SPD chairman Sigmar Gabriel and the entire Left Party leadership are the main advocates of a coalition in Berlin. In mid-May, Gabriel met for the first time in Saarland with Oscar Lafontaine, who is considered persona non grata in the SPD after he turned his back on the party 17 years ago and subsequently became a joint founder of the Left Party. Following the meeting, Lafontaine and his wife, Left Party parliamentary chair Sahra Wagenknecht, have been pushing for an alliance with the SPD and Greens.

As Wagenknecht declared in the wake of Gauck’s announcement that he would not seek a second term, “We wish the SPD had the courage to free itself from the confines of the grand coalition and not only propose a joint candidate with us and the Greens, but also impose one.” The two joint chairpersons of the Left Party, Katja Kipping and Bernd Riexinger, also proclaimed their willingness to reach “an agreement on a joint candidature with the SPD and Greens.”

In a column in Der Spiegel 10 days later, Gabriel called for an “alliance of progressive forces” to combat the rise of a “radical bourgeois right.” This was widely interpreted as an invitation to the Left Party and Greens for cooperation.

The Greens are split over the issue.

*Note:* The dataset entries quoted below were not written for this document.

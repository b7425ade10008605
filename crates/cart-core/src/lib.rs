//! Shopping cart domain types and state transitions.
//!
//! This crate provides the pieces of a client-side cart widget that carry
//! actual behaviour:
//!
//! - **Catalog**: the fixed, read-only list of purchasable items
//! - **Cart**: ordered, id-unique line items with quantities
//! - **Action**: user intents, with a JSON wire form and a command shorthand
//! - **Reducer**: the pure `(cart, action) -> cart` transition
//! - **Store**: the mutable cell holding the current cart, with observers
//!
//! # Example
//!
//! ```rust
//! use cart_core::prelude::*;
//!
//! let catalog = Catalog::reference();
//! let laptop = catalog.get(ItemId::new(1)).unwrap().clone();
//!
//! let mut store = CartStore::new();
//! store.dispatch(Action::AddToCart(laptop.clone()));
//! store.dispatch(Action::IncrementQuantity(laptop));
//!
//! assert_eq!(store.state().item_count(), 2);
//! ```

pub mod error;
pub mod ids;

pub mod action;
pub mod cart;
pub mod catalog;
pub mod reducer;
pub mod store;

pub use error::CartError;
pub use ids::ItemId;
pub use reducer::transition;

/// Prelude for convenient imports.
pub mod prelude {
    pub use crate::action::{Action, ActionCommand, ActionKind};
    pub use crate::cart::{Cart, CartLine};
    pub use crate::catalog::{Catalog, CatalogItem};
    pub use crate::error::CartError;
    pub use crate::ids::ItemId;
    pub use crate::reducer::transition;
    pub use crate::store::{CartObserver, CartStore, Dispatch};
}
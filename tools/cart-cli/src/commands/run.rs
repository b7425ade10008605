//! One-shot dispatch of a list of actions.

use anyhow::Result;

use super::{resolve_all, RunArgs};
use crate::context::Context;

/// Run the run command.
pub fn run(args: RunArgs, ctx: &Context) -> Result<()> {
    let catalog = ctx.catalog()?;
    let actions = resolve_all(&args.actions, &catalog)?;
    ctx.output.debug(&format!("Dispatching {} action(s)", actions.len()));

    let mut store = ctx.store();
    if args.steps && !ctx.output.is_json() {
        let output = ctx.output.clone();
        store.subscribe_fn(move |d| {
            output.info(&format!("{}: {}", d.sequence, d.action.kind()));
            output.cart(d.current);
        });
    }

    let cart = store.dispatch_all(actions);

    if !args.steps || ctx.output.is_json() {
        ctx.output.cart(cart);
    }
    Ok(())
}
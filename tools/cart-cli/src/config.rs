//! CLI configuration.

use anyhow::{Context, Result};
use cart_observability::{LogFormat, LogLevel};
use serde::{Deserialize, Serialize};

/// CLI configuration file.
#[derive(Debug, Clone, Default, PartialEq, Serialize, Deserialize)]
pub struct CliConfig {
    /// Catalog source.
    #[serde(default)]
    pub catalog: CatalogConfig,

    /// Dispatch logging.
    #[serde(default)]
    pub logging: LoggingConfig,
}

impl CliConfig {
    /// Load config from a file.
    pub fn load(path: &str) -> Result<Self> {
        let content = std::fs::read_to_string(path)
            .with_context(|| format!("Failed to read config file: {}", path))?;

        if path.ends_with(".json") {
            serde_json::from_str(&content)
                .with_context(|| format!("Failed to parse JSON config: {}", path))
        } else {
            toml::from_str(&content)
                .with_context(|| format!("Failed to parse TOML config: {}", path))
        }
    }
}

/// Where the catalog comes from.
#[derive(Debug, Clone, Default, PartialEq, Serialize, Deserialize)]
pub struct CatalogConfig {
    /// Catalog file (`.toml` or `.json`). The built-in catalog is used when unset.
    #[serde(default, skip_serializing_if = "Option::is_none")]
    pub path: Option<String>,
}

/// Dispatch logging settings.
#[derive(Debug, Clone, PartialEq, Serialize, Deserialize)]
pub struct LoggingConfig {
    /// Minimum level written to stderr.
    #[serde(default = "default_level")]
    pub level: LogLevel,

    /// Entry format.
    #[serde(default)]
    pub format: LogFormat,
}

fn default_level() -> LogLevel {
    LogLevel::Warn
}

impl Default for LoggingConfig {
    fn default() -> Self {
        Self {
            level: default_level(),
            format: LogFormat::default(),
        }
    }
}

/// Generate the starter config written by `cart config init`.
pub fn generate_default_config() -> String {
    r#"# Cart configuration

[catalog]
# Catalog file with an [[items]] table array (TOML) or an array of items (JSON).
# The built-in 20 item catalog is used when unset.
# path = "catalog.toml"

[logging]
# trace | debug | info | warn | error
level = "warn"
# human | json
format = "human"
"#
    .to_string()
}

A significant section of the party, which is now governing two states in western Germany in coalition with the right-wing Christian Democratic Union (CDU), would prefer a coalition at the federal level with the conservatives.

But even discounting the Greens’ stance, the prospect of an SPD/Left Party/Green federal coalition seems highly speculative. Although the three parties hold a majority of the seats in the current parliament, this is hardly likely to be the case after the 2017 election. According to polls, all three parties combined are likely to win support from a little over 40 percent of the electorate.

However, as has often been the case in the Federal Republic, the haggling over new majorities is not simply a question of electoral tactics, but of a political change of course.

In 1969, the right-leaning free-market Free Democrats (FDP) united with the SPD to support the implementation of Willy Brandt’s Ostpolitik (Eastern Policy), which created new markets for German industry. And in 1998, the formerly pacifist Greens were brought into the federal government in order to make possible the return of German soldiers to war zones around the world. The Hartz reforms, which created a huge low-wage sector in Germany, were also the work of the SPD/Green coalition.

The proposal for an SPD/Left Party/Green coalition draws on this legacy. Along with domestic political goals, it aims to bring about a new orientation for German foreign policy that is being pressed for by sections of the ruling elite. Two issues are at the heart of this project: the reorganisation of the EU under German hegemony and a reorientation of German foreign and military policy on lines relatively more independent of the United States.

Among the governing coalition of the CDU, CSU and SPD, there are considerable differences on both of these questions, which in part cut across party lines. On both issues, the Left Party is considered an important prop for a new orientation.

As always, the change of course being strived for is accompanied by sanctimonious phrases about peace, democracy and social justice. But those seeking to orient themselves politically must learn to distinguish between such phrases and real goals. An SPD/Left Party/Green coalition would stand for more militarism, a strengthening of the state apparatus and further attacks on social rights. In numerous interviews, articles and strategy papers, the leading spokespeople for the SPD and Left Party have exchanged ideas on this over recent weeks.

On the day after the Brexit vote, Gabriel and European Parliament president Martin Schulz (SPD) presented a joint foreign policy paper. Under the title “Founding Europe anew,” they demanded a closer centralisation of the EU under German pre-eminence. Given the increased inability of the European Council of heads of government to act, the European Commission had to be “restructured into a genuine European government.”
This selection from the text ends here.